Oral Chemotherapy Clinic Can Improve Experiences in Community Setting

March 7, 2017

Establishing a multidisciplinary oral chemotherapy clinic in a community hospital is feasible and could help reduce emergency department visits, recognize adverse events earlier, and improve staff and patient satisfaction.

Establishing a multidisciplinary oral chemotherapy clinic (MOCC) in a community hospital is feasible and could help reduce emergency department (ED) visits, recognize adverse events earlier, and improve staff and patient satisfaction, according to a new study.

Patricia Disperati, MD, of the Michael Garron Hospital in Toronto, discussed her center’s experience (abstract 50) at the American Society of Clinical Oncology (ASCO) 2017 Quality Care Symposium, held March 3–4 in Orlando, Florida. The hospital has an oncology clinic with 4.5 full-time oncologists and limited nursing staff for chemotherapy delivery; she said it has a well-defined IV chemotherapy process, but lacks one for oral chemotherapy.

After conducting interviews, and using process mapping to try and identify barriers to effective oral chemotherapy delivery, they set up an MOCC comprised of a nurse and pharmacist, with physician oversight. Their first step was to standardize the oral chemotherapy protocols.

The new analysis included 30 consecutive patients (17 male, 13 female), with a median age of 69 years. Eleven were starting chemotherapy for the first time, and 19 had previously had some chemotherapy. The median follow-up period was 7 months, and these patients were compared to a baseline cohort of patients before the MOCC based on chart data.

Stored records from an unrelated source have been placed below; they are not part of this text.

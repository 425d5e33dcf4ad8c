/// Tracks simulation time: a monotonic tick counter and accumulated
/// simulated seconds.
///
/// The engine keeps no timers of its own. The host supplies a delta with
/// every tick, so pausing is simply not ticking and fast-forward is a
/// larger delta.
#[derive(Debug, Clone, Default)]
pub struct SimClock {
    tick: u64,
    elapsed_seconds: f64,
}

impl SimClock {
    /// Create a clock at tick 0.
    pub fn new() -> Self {
        Self::default()
    }

    /// `true` if `delta` describes a tick that should change state.
    pub fn is_effective(delta: f64) -> bool {
        delta.is_finite() && delta > 0.0
    }

    /// Advance by one tick of `delta` seconds. Degenerate deltas
    /// (zero, negative, NaN, infinite) leave the clock untouched.
    /// Returns the current tick number.
    pub fn advance(&mut self, delta: f64) -> u64 {
        if Self::is_effective(delta) {
            self.tick += 1;
            self.elapsed_seconds += delta;
        }
        self.tick
    }

    /// Return the current tick number.
    pub fn tick(&self) -> u64 {
        self.tick
    }

    /// Total simulated seconds since the start.
    pub fn elapsed_seconds(&self) -> f64 {
        self.elapsed_seconds
    }
}

#[cfg(test)]
mod tests {
    use super::*;

    #[test]
    fn clock_initial_state() {
        let clock = SimClock::new();
        assert_eq!(clock.tick(), 0);
        assert_eq!(clock.elapsed_seconds(), 0.0);
    }

    #[test]
    fn clock_advance_accumulates() {
        let mut clock = SimClock::new();
        clock.advance(0.5);
        clock.advance(0.25);
        assert_eq!(clock.advance(1.0), 3);
        assert!((clock.elapsed_seconds() - 1.75).abs() < f64::EPSILON);
    }

    #[test]
    fn degenerate_deltas_do_not_advance() {
        let mut clock = SimClock::new();
        for delta in [0.0, -1.0, f64::NAN, f64::INFINITY] {
            clock.advance(delta);
        }
        assert_eq!(clock.tick(), 0);
        assert_eq!(clock.elapsed_seconds(), 0.0);
    }
}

Most of the patients included received lenalidomide, followed by tyrosine kinase inhibitors, ibrutinib, and idelalisib. Four patients discontinued oral chemotherapy during the study, one due to a grade 4 adverse event and three due to disease progression. Before the MOCC, patients averaged 10 months on oral chemotherapy, compared with 7 months after the MOCC was established.

There was a 33% reduction in ED visits in these patients compared with baseline (from 9 to 6 over the first 12 months of therapy), but this did not reach statistical significance. The specific causes of ED visits were slightly different, but Disperati said further work is needed to better establish any differences. Treatment compliance was unknown before the MOCC, and 92% once it was established.

The MOCC resulted in an increase in “interventions,” including unscheduled MD visits (3% before, 20% with MOCC) and dose modifications that would have gone unnoticed without the MOCC. The baseline patient cohort had 0% dose modifications and 0% grade 3/4 adverse events, compared with 8% and 5%, respectively after the MOCC was established.

“The change was sustained,” Disperati said. “The nurses started noticing a lot more issues and brought them to the attention of the doctors, or dealt with it themselves.”

Both staff and patients approved of the new system. Staff appreciated the standardized approach, while patients appreciated the attentiveness and accessibility of nursing staff to address concerns about oral chemotherapy.

The study was limited by its small size and single-institution nature, and it did not measure phone call volume or wait time. It also did not include primary care physicians. Disperati said they plan to expand the program and likely conduct economic analyses to assess the MOCC’s affect on costs.